3 Reasons They Need to Stop Trying to Bring Pac-Man Back
Last year Namco released Pac-Man and the Ghostly Adventures to tie-in with the new cartoon series my daughter has recently become annoyingly addicted to on Netflix. It's just the latest attempt to dust off the legendary early gaming pioneer and repackage him for the current generation.
Which they really need to stop doing.
Look, Pac-Man was great. There was even a Pac-Man section of Six Flags Over Texas back in the day. That said, every time they try and bring Pac-Man into the modern age it's an inevitable screw-up because...
Pac-Man 2: The New Adventures
3. Pac-Man is Not a Character There is no real story to the original Pac-Man and it doesn't make any narrative sense at all. That's fine because in 1980 you didn't need much to entertain players. Some of those early characters evolved fairly naturally into guys you could build a story around, such as Mario.
All we ever knew of Pac-Man was that he was a living circle that continuously ate pills, fruit and ghosts. That's more of the M.O. of a villain than a hero, and until she saw the cartoon my daughter was adamantly convinced that's exactly what Pac-Man was in the game, chasing innocent frightened ghosts.
Since he's a complete blank slate gamemakers keep projecting these increasingly bizarre character attributes onto him. In 1994's Pac-Man 2: The New Adventures they made him a depressed family man you have to guide through everyday tasks like fetching milk for his son. In the most recent reboot he is the beloved savior of the world because his skin color gives him super powers, which passively but strongly comes across really, really racist the more you think about it.

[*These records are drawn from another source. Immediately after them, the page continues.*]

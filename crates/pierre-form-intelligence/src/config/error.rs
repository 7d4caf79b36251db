// ABOUTME: Configuration error types for form analysis validation
// ABOUTME: Defines error variants for inverted threshold bands, out-of-range values and parse failures
//
// SPDX-License-Identifier: MIT OR Apache-2.0
// Copyright (c) 2025 Pierre Fitness Intelligence

//! Configuration error types for form analysis validation.

use std::env;
use thiserror::Error;

/// Configuration-related errors
#[derive(Debug, Error)]
pub enum ConfigError {
    /// Threshold band is inverted or empty (e.g., start angle below commit angle)
    #[error("Invalid range: {0}")]
    InvalidRange(&'static str),

    /// Numeric value outside valid range for parameter
    #[error("Value out of range: {0}")]
    ValueOutOfRange(&'static str),

    /// Environment variable access error
    #[error("Environment variable error: {0}")]
    EnvVar(#[from] env::VarError),

    /// Failed to parse configuration value
    #[error("Parse error: {0}")]
    Parse(String),

    /// Threshold override document is not valid JSON for the threshold schema
    #[error("Invalid threshold document: {0}")]
    Json(#[from] serde_json::Error),
}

Without a solid core, there's no evolution of Pac-Man and therefore less and less investment of him as anything but a nostalgia-driven marketing force.
Street Fighter X Tekken
2. Pac-Man Looks Terrifying in Modern Gaming You can mock the limits of early gaming technology all you want but it got the job done just fine. Pac-Man as a circle worked, and speaking as someone who owns the Pac-Man-shaped Namco plug-and-play console it still works just fine for what it's intended to be.

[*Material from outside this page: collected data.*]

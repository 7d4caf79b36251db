// ABOUTME: Configuration module for the form coach application layer
// ABOUTME: Re-exports analyzer configuration and provides environment loading
//
// SPDX-License-Identifier: MIT OR Apache-2.0
// Copyright (c) 2025 Pierre Fitness Intelligence

//! Configuration for Pierre Form Coach
//!
//! Analyzer settings and thresholds are defined in `pierre-form-intelligence`;
//! this module only decides where their values come from.

/// Environment-based configuration loading
pub mod environment;

pub use environment::load_from_env;
pub use pierre_form_intelligence::config::{
    AnalyzerSettings, ConfigError, CurlThresholds, ExerciseThresholds, FeedbackSettings,
    FormConfig, JumpingJackThresholds, LungeThresholds, PlankThresholds, PushupThresholds,
    SquatThresholds,
};
// ABOUTME: Re-exports command modules for form-coach-cli
// ABOUTME: Provides access to replay and catalogue commands
//
// SPDX-License-Identifier: MIT OR Apache-2.0
// Copyright (c) 2025 Pierre Fitness Intelligence

pub mod catalog;
pub mod replay;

But try and render that in three dimensions with high definition graphics and the result is a spherical nightmare. The Ghostly Adventures Pac-Man looks like a damned langolier with hands and feet and there's just something kind of junkie-like about his eyes. That's nothing compared to the silent, grinning alien monstrosity that showed up in Street Fighter X Tekken. There is simply no way to make a carnivorous yellow ball a dashing hero.

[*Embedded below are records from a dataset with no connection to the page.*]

// ABOUTME: Default thresholds and tuning constants for exercise form analysis
// ABOUTME: Grouped by concern so configuration defaults and analyzers share one source
//
// SPDX-License-Identifier: MIT OR Apache-2.0
// Copyright (c) 2025 Pierre Fitness Intelligence

//! Form analysis constants
//!
//! Angles are in degrees, ratios are fractions of a body-segment length unless
//! noted, and frame counts are consecutive analyzed frames.

/// Landmark visibility gating
pub mod visibility {
    /// Minimum detector confidence for a joint to take part in geometry
    pub const DEFAULT_VISIBILITY_THRESHOLD: f64 = 0.6;
    /// Reposition message emitted when required joints are not visible
    pub const REPOSITION_MESSAGE: &str =
        "Please reposition so your whole body is visible to the camera";
}

/// Metric smoothing buffers
pub mod smoothing {
    /// Default moving-average window
    pub const DEFAULT_WINDOW: usize = 5;
    /// Largest window accepted by configuration
    pub const MAX_WINDOW: usize = 10;
    /// Weight kept from the previous value in exponential smoothing
    pub const EMA_RETAIN: f64 = 0.8;
}

/// Feedback aggregation and delivery
pub mod feedback {
    /// Sliding window of recent observations
    pub const DEFAULT_WINDOW_SIZE: usize = 10;
    /// Recently delivered messages remembered to avoid repeats
    pub const DELIVERED_CACHE_CAPACITY: usize = 10;
    /// Frames that must pass between two non-empty deliveries
    pub const DEFAULT_MIN_FRAME_GAP: u32 = 15;
    /// Messages delivered per non-empty delivery
    pub const DEFAULT_MAX_ITEMS: usize = 1;
    /// Occurrences before a message counts as a persistent issue
    pub const PERSISTENT_ISSUE_MIN_OCCURRENCES: u32 = 3;
    /// Occurrences before a message appears in a session summary
    pub const SUMMARY_MIN_OCCURRENCES: u32 = 2;
    /// Occurrences above which a summarized issue is high priority
    pub const SUMMARY_HIGH_PRIORITY_OCCURRENCES: u32 = 5;
    /// Most frequent messages listed in a session summary
    pub const TOP_FEEDBACK_LIMIT: usize = 5;
}

/// Bicep curl defaults
pub mod curl {
    /// Elbow angle below which a rep starts
    pub const START_ANGLE: f64 = 160.0;
    /// Elbow angle below which the rep is committed
    pub const COMMIT_ANGLE: f64 = 110.0;
    /// Elbow angle at which the arm counts as lowered again
    pub const RELEASE_ANGLE: f64 = 150.0;
    /// Peak elbow angle must be at or below this for a full curl
    pub const NOT_HIGH_ENOUGH_ANGLE: f64 = 90.0;
    /// Elbow drift from its rep-start position, in percent of frame
    pub const ELBOW_DRIFT_PERCENT: f64 = 5.0;
    /// Torso sway from the rep-start baseline
    pub const BODY_SWING_DEGREES: f64 = 10.0;
    /// Torso sway treated as excessive
    pub const BODY_SWING_SEVERE_DEGREES: f64 = 20.0;
    /// Smoothed upper-arm-to-torso angle limit
    pub const UPPER_ARM_DRIFT_DEGREES: f64 = 35.0;
    /// Extra bend the idle arm needs before it takes over
    pub const ARM_SWITCH_HYSTERESIS_DEGREES: f64 = 20.0;
}

/// Squat defaults
pub mod squat {
    /// Knee angle below which a rep starts
    pub const START_ANGLE: f64 = 160.0;
    /// Knee angle below which the rep is committed
    pub const COMMIT_ANGLE: f64 = 100.0;
    /// Bottom knee angle below which the squat is too deep
    pub const TOO_DEEP_ANGLE: f64 = 68.0;
    /// Bottom knee angle above which the squat is too shallow
    pub const NOT_DEEP_ENOUGH_ANGLE: f64 = 91.0;
    /// Minimum forward torso lean while squatting
    pub const MIN_BACK_LEAN_DEGREES: f64 = 19.0;
    /// Maximum forward torso lean while squatting
    pub const MAX_BACK_LEAN_DEGREES: f64 = 50.0;
    /// Knee offset from the ankle-hip line, as a fraction of leg length
    pub const KNEE_TRACKING_RATIO: f64 = 0.15;
    /// Consecutive frames of bad tracking before feedback
    pub const KNEE_TRACKING_FRAMES: u32 = 5;
}

/// Pushup defaults
pub mod pushup {
    /// Elbow angle below which a rep starts
    pub const START_ANGLE: f64 = 160.0;
    /// Elbow angle below which the rep is committed
    pub const COMMIT_ANGLE: f64 = 110.0;
    /// Bottom elbow angle above which the pushup is too shallow
    pub const NOT_LOW_ENOUGH_ANGLE: f64 = 100.0;
    /// Hip offset from the ankle-shoulder line, in percent of body length
    pub const HIP_OFFSET_PERCENT: f64 = 10.0;
    /// Ideal upper-arm-to-torso angle
    pub const ELBOW_TARGET_DEGREES: f64 = 45.0;
    /// Allowed deviation from the ideal elbow angle
    pub const ELBOW_FLARE_DEGREES: f64 = 30.0;
    /// Neck deviation from the spine line
    pub const NECK_ALIGNMENT_DEGREES: f64 = 20.0;
    /// Minimum body-line straightness score
    pub const MIN_STRAIGHTNESS: f64 = 0.7;
    /// Consecutive frames of poor straightness before feedback
    pub const STRAIGHTNESS_FRAMES: u32 = 5;
    /// Offset multiplier for the body-line straightness score
    pub const STRAIGHTNESS_SENSITIVITY: f64 = 1.0;
}

/// Lunge defaults
pub mod lunge {
    /// Front knee angle below which a rep starts
    pub const START_ANGLE: f64 = 160.0;
    /// Front knee angle below which the rep is committed
    pub const FRONT_COMMIT_ANGLE: f64 = 110.0;
    /// Back knee angle below which the rep is committed
    pub const BACK_COMMIT_ANGLE: f64 = 130.0;
    /// Bottom front knee angle above which the lunge is too shallow
    pub const FRONT_KNEE_MAX_ANGLE: f64 = 100.0;
    /// Bottom front knee angle below which the knee is over-bent
    pub const FRONT_KNEE_MIN_ANGLE: f64 = 75.0;
    /// Bottom back knee angle above which the back knee is too high
    pub const BACK_KNEE_MAX_ANGLE: f64 = 120.0;
    /// Bottom back knee angle below which the knee nears the floor
    pub const BACK_KNEE_MIN_ANGLE: f64 = 80.0;
    /// Torso lean limit in either direction
    pub const TORSO_LEAN_DEGREES: f64 = 20.0;
    /// Front knee offset from the ankle-hip line, as a fraction of leg length
    pub const KNEE_TRACKING_RATIO: f64 = 0.15;
    /// Back thigh deviation from vertical
    pub const BACK_THIGH_VERTICAL_DEGREES: f64 = 30.0;
    /// Minimum stance-width stability score
    pub const MIN_STANCE_STABILITY: f64 = 0.7;
    /// Consecutive frames before tracking or stance feedback
    pub const ISSUE_FRAMES: u32 = 5;
}

/// Plank defaults
pub mod plank {
    /// Alignment needed to begin a hold
    pub const START_ALIGNMENT: f64 = 0.75;
    /// Hip offset limit to begin a hold
    pub const START_HIP_OFFSET: f64 = 0.2;
    /// Alignment needed to count as holding
    pub const HOLD_ALIGNMENT: f64 = 0.85;
    /// Hip offset limit to count as holding
    pub const HOLD_HIP_OFFSET: f64 = 0.15;
    /// Alignment below which a hold starts breaking
    pub const BREAK_ALIGNMENT: f64 = 0.7;
    /// Hip offset above which a hold starts breaking
    pub const BREAK_HIP_OFFSET: f64 = 0.3;
    /// Alignment below which a breaking hold ends
    pub const END_ALIGNMENT: f64 = 0.6;
    /// Hip offset above which a breaking hold ends
    pub const END_HIP_OFFSET: f64 = 0.4;
    /// Hold length needed for a completed plank
    pub const MIN_HOLD_SECONDS: f64 = 5.0;
    /// Multiplier applied to hip deviation when scoring alignment
    pub const ALIGNMENT_SENSITIVITY: f64 = 5.0;
    /// Hip offset counted as sagging or piking
    pub const HIP_VIOLATION_OFFSET: f64 = 0.15;
    /// Hip offset that triggers sag or pike feedback
    pub const HIP_FEEDBACK_OFFSET: f64 = 0.2;
    /// Alignment below which time counts as misaligned
    pub const MISALIGNMENT_SCORE: f64 = 0.8;
    /// Head deviation from the spine line
    pub const HEAD_ALIGNMENT_DEGREES: f64 = 15.0;
    /// Head deviation that triggers head-position feedback
    pub const HEAD_SEVERE_DEGREES: f64 = 20.0;
    /// Minimum elbow-under-shoulder score
    pub const MIN_ELBOW_ALIGNMENT: f64 = 0.7;
    /// Minimum movement stability score
    pub const MIN_STABILITY: f64 = 0.7;
    /// Positions kept for movement stability
    pub const STABILITY_HISTORY: usize = 10;
    /// Multiplier applied to mean movement when scoring stability
    pub const STABILITY_SCALE: f64 = 50.0;
    /// Alignment counted toward good-form time
    pub const GOOD_FORM_ALIGNMENT: f64 = 0.9;
    /// Hip offset counted toward good-form time
    pub const GOOD_FORM_HIP_OFFSET: f64 = 0.1;
    /// Head deviation counted toward good-form time
    pub const GOOD_FORM_HEAD_DEGREES: f64 = 10.0;
}

/// Jumping jack defaults
pub mod jumping_jack {
    /// Arm and leg score above which limbs are out
    pub const UP_THRESHOLD: f64 = 0.7;
    /// Arm and leg score below which limbs are in
    pub const DOWN_THRESHOLD: f64 = 0.3;
    /// Minimum arm extension at the top
    pub const MIN_ARM_EXTENSION: f64 = 0.8;
    /// Minimum leg spread at the top
    pub const MIN_LEG_SPREAD: f64 = 0.7;
    /// Minimum left/right symmetry score
    pub const MIN_SYMMETRY: f64 = 0.8;
    /// Minimum pace consistency score
    pub const MIN_PACE_CONSISTENCY: f64 = 0.8;
    /// Coefficient of variation that drives pace consistency to zero
    pub const PACE_CV_SCALE: f64 = 0.2;
    /// Rep durations kept for pace consistency
    pub const PACE_HISTORY: usize = 5;
    /// Reps before pace is judged
    pub const PACE_MIN_REPS: u32 = 3;
    /// Mean rep duration below which the pace is too fast
    pub const FAST_REP_SECONDS: f64 = 0.5;
    /// Mean rep duration above which the pace is too slow
    pub const SLOW_REP_SECONDS: f64 = 1.5;
    /// Multiplier applied to left/right wrist and ankle asymmetry
    pub const ASYMMETRY_SCALE: f64 = 5.0;
    /// Consecutive frames before extension or symmetry feedback
    pub const ISSUE_FRAMES: u32 = 3;
    /// Consecutive frames before pace feedback
    pub const PACE_FRAMES: u32 = 2;
    /// Clean reps before praising form
    pub const GOOD_FORM_MIN_REPS: u32 = 2;
}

By the way, why is Pac-Man in all these adventure and fighting games, anyway?
Pac-Man and the Ghostly Adventures
1. They Never Make Actual Pac-Man Games Every time there's a big budget attempt to bring Pac-Man back for some weird reason it never seems to happen within the genre that Pac-Man first became famous in. Pac-Man was a maze game. It largely invented the concept in the first place.
But every new incarnation of Pac-Man keeps getting dropped into things like Mario clones, which would be fine if Pac-Man had the personality or history to drive a game on his own but as I said before he just doesn't. It sometimes makes you wonder if the people who pitch these reboots have any idea exactly why Pac-Man was a success in the first place.
It wasn't because the character was unique or gripping. It was because it trapped you in an inescapable labyrinth and slowly released an army that could kill you in one touch as you desperately ran away from them. It was heart pounding. It was exciting and simple. It wasn't running around trying on new powers from eating bad guys, that's Kirby you're thinking of. Maybe if someone sat down and actually tried to make a modern version of an actual Pac-Man game these would stop being so mediocre.
Pac-Man remains one of the highest-grossing video games of all time and a beloved icon of gaming. There's a Pac-Man arcade cabinet in the Smithsonian. Pac-Man is in no danger of being forgotten, but every attempt to cash in on player memories with games that are increasingly distant from the original and what made it appealing feels like another unnecessary Rolling Stones album.